Documented in subscreencalc

#' (i) Calculation of the results for the subgroups
#'
#' This function systematically calculates the defined outcome for every combination of subgroups
#' up to the given level (max_comb), i.e. the number of maximum combinations of subgroup defining factors.
#' If, e.g., in a study sex, age group (<=60, >60), BMI group (<=25, >25) are of interest, subgroups of level 2
#' would be, e.g, male subjects with BMI>25 or young females, while subgroups of level 3 would be any combination
#' of all three variables.
#'
#' The evaluation function (eval_function) has to defined by the user. The result needs to be a vector of numerical values,
#' e.g., outcome variable(s) and number of observations/subjects. The input of eval_function is a data frame with the same
#' structure as the input data frame (data) used in the subsreencalc call. See example below.

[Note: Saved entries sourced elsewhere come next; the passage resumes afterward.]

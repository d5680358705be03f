//! Lifecycle events and real-time execution state.

pub mod emitter;
pub mod state;

pub use emitter::{EventEmitter, EventKind, WorkflowEvent};
pub use state::{ExecutionStateTracker, FullState, WorkflowStatus};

#' Potential errors occurring due to small subgroups should be caught and handled within eval_function.
#' As the eval_function will be called with every subgroup it may happen that there is only one observation or
#' only one treatment arm or only observations with missing data going into the eval_function. There should always be valid
#' result vector be returned (NAs allowed) and no error causing program abort.

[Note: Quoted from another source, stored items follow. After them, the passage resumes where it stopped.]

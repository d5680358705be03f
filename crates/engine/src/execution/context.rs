//! Shared execution context for the runners.
//!
//! Both the production runner and the API runner walk the same graph with
//! the same dispatch mechanics: emit `node_started`, run the node on its
//! pool, emit `node_completed` (with the route for conditionals) or
//! `node_failed`, and pick the branch keys the output should follow. The
//! differing policies — retry-forever vs. re-raise, spawned sinks vs.
//! strictly sequential — live in the runners themselves.

use std::collections::HashSet;
use std::sync::{Arc, Mutex};

use nodes::{DataMap, NodeKind, NodeOutput};
use tracing::{debug, info};

use crate::analyzer::FlowAnalyzer;
use crate::error::EngineError;
use crate::events::EventEmitter;
use crate::execution::pool::PoolExecutor;
use crate::graph::{FlowGraph, FlowNode};

/// Mutable map shared by every runner of an engine, surfaced to nodes
/// through payload metadata.
pub type SharedRuntime = Arc<Mutex<DataMap>>;

#[derive(Clone)]
pub struct ExecContext {
    pub graph: Arc<FlowGraph>,
    pub executor: Arc<PoolExecutor>,
    pub events: EventEmitter,
    pub runtime: SharedRuntime,
}

impl ExecContext {
    pub fn new(
        graph: Arc<FlowGraph>,
        executor: Arc<PoolExecutor>,
        events: EventEmitter,
        runtime: SharedRuntime,
    ) -> Self {
        Self {
            graph,
            executor,
            events,
            runtime,
        }
    }

    pub fn node(&self, node_id: &str) -> Result<&FlowNode, EngineError> {
        self.graph
            .get(node_id)
            .ok_or_else(|| EngineError::NodeNotFound(node_id.to_owned()))
    }

    /// Dispatch one payload to one node, with events around it.
    pub async fn run_node(
        &self,
        flow_node: &FlowNode,
        input: NodeOutput,
    ) -> Result<NodeOutput, EngineError> {
        let instance = flow_node.instance.clone();
        let node_type = instance.node_type();

        self.events.emit_node_started(&flow_node.id, node_type);
        info!(
            node_id = %flow_node.id,
            node_type,
            kind = instance.kind().as_str(),
            "initiating node execution"
        );

        match self.executor.dispatch(instance.clone(), input).await {
            Ok(output) => {
                // A sentinel delivery ran cleanup, not the body; a stale
                // route from the previous run must not be re-reported.
                let route = match instance.kind() {
                    NodeKind::Conditional if !output.is_execution_completed() => {
                        instance.route().map(str::to_owned)
                    }
                    _ => None,
                };
                self.events.emit_node_completed(
                    &flow_node.id,
                    node_type,
                    Some(output.data.clone()),
                    route,
                );
                debug!(node_id = %flow_node.id, node_type, "node execution completed");
                Ok(output)
            }
            Err(source) => {
                self.events
                    .emit_node_failed(&flow_node.id, node_type, &source.to_string());
                Err(EngineError::Node {
                    node_id: flow_node.id.clone(),
                    source,
                })
            }
        }
    }

    /// The branch keys an output should follow from this node.
    ///
    /// The sentinel broadcasts to every branch; a conditional follows its
    /// chosen route; everything else follows "default".
    pub fn select_branch_keys(&self, flow_node: &FlowNode, output: &NodeOutput) -> Vec<String> {
        if output.is_execution_completed() {
            return flow_node.next.keys().cloned().collect();
        }
        if flow_node.instance.kind() == NodeKind::Conditional {
            return flow_node
                .instance
                .route()
                .map(|route| vec![route.to_owned()])
                .unwrap_or_default();
        }
        vec!["default".to_owned()]
    }

    /// Child ids selected by an output, in branch-key then edge order.
    pub fn selected_children(&self, flow_node: &FlowNode, output: &NodeOutput) -> Vec<String> {
        self.select_branch_keys(flow_node, output)
            .iter()
            .flat_map(|key| flow_node.children(key))
            .cloned()
            .collect()
    }

    /// Call `init` on `start_id` and every node reachable from it, each
    /// at most once.
    pub async fn init_reachable(&self, start_id: &str) -> Result<(), EngineError> {
        let mut visited: HashSet<String> = HashSet::new();
        let mut stack = vec![start_id.to_owned()];

        while let Some(id) = stack.pop() {
            if !visited.insert(id.clone()) {
                continue;
            }
            let flow_node = self.node(&id)?;
            flow_node
                .instance
                .init()
                .await
                .map_err(|source| EngineError::Node {
                    node_id: id.clone(),
                    source,
                })?;
            stack.extend(flow_node.all_children().iter().map(|c| c.to_string()));
        }
        Ok(())
    }

    /// The join node downstream of a fork, if the branches rejoin.
    pub fn find_join(&self, branch_roots: &[String]) -> Option<String> {
        FlowAnalyzer::new(&self.graph).find_join(branch_roots)
    }

    /// Walk one fork branch until the join node (exclusive), returning
    /// the branch's terminal output.
    ///
    /// Branches are single chains for join purposes: conditional routes
    /// are honored, a non-blocking node terminates its branch, and when a
    /// branch fans out again only the first child is followed.
    pub async fn run_branch_until_join(
        &self,
        root_id: &str,
        mut payload: NodeOutput,
        join_id: &str,
    ) -> Result<NodeOutput, EngineError> {
        let mut current_id = root_id.to_owned();
        loop {
            let flow_node = self.node(&current_id)?;
            payload = self.run_node(flow_node, payload).await?;

            if flow_node.instance.kind() == NodeKind::NonBlocking {
                return Ok(payload);
            }

            let next_ids = self.selected_children(flow_node, &payload);
            if next_ids.is_empty() || next_ids.iter().any(|id| id == join_id) {
                return Ok(payload);
            }
            current_id = next_ids[0].clone();
        }
    }
}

#' For a better display the results may be cut-off to a reasonable range. For example: If my endpoint is a hazard ratio
#' that is expected to be between 0.5 and 2 I would set all values smaller than 0.01 to 0.01 and values above 100 to 100.
#'
#'
#' @param data dataframe with study data
#' @param eval_function name of the function for data analysis
#' @param endpoints vector containing the names of the endpoint variables in data
#' @param treat name of variable in data that contains the treatment identfier, defaults to trtp
#' @param subjectid name of variable in data that contains the subject identifier, defaults to subjid
#' @param factors vector containg the names of variables that define the subgroups, defaults to NULL. If set to NULL, all variables in data are used that are not included in subjectid, treat, and endpoints
#' @param min_comb minimum number of factor combination levels to define subgroups, defaults to 1
#' @param max_comb maximum number of factor combination levels to define subgruops, defaults to 3
#' @param nkernel number of kernels for parallelization (defaults to 1)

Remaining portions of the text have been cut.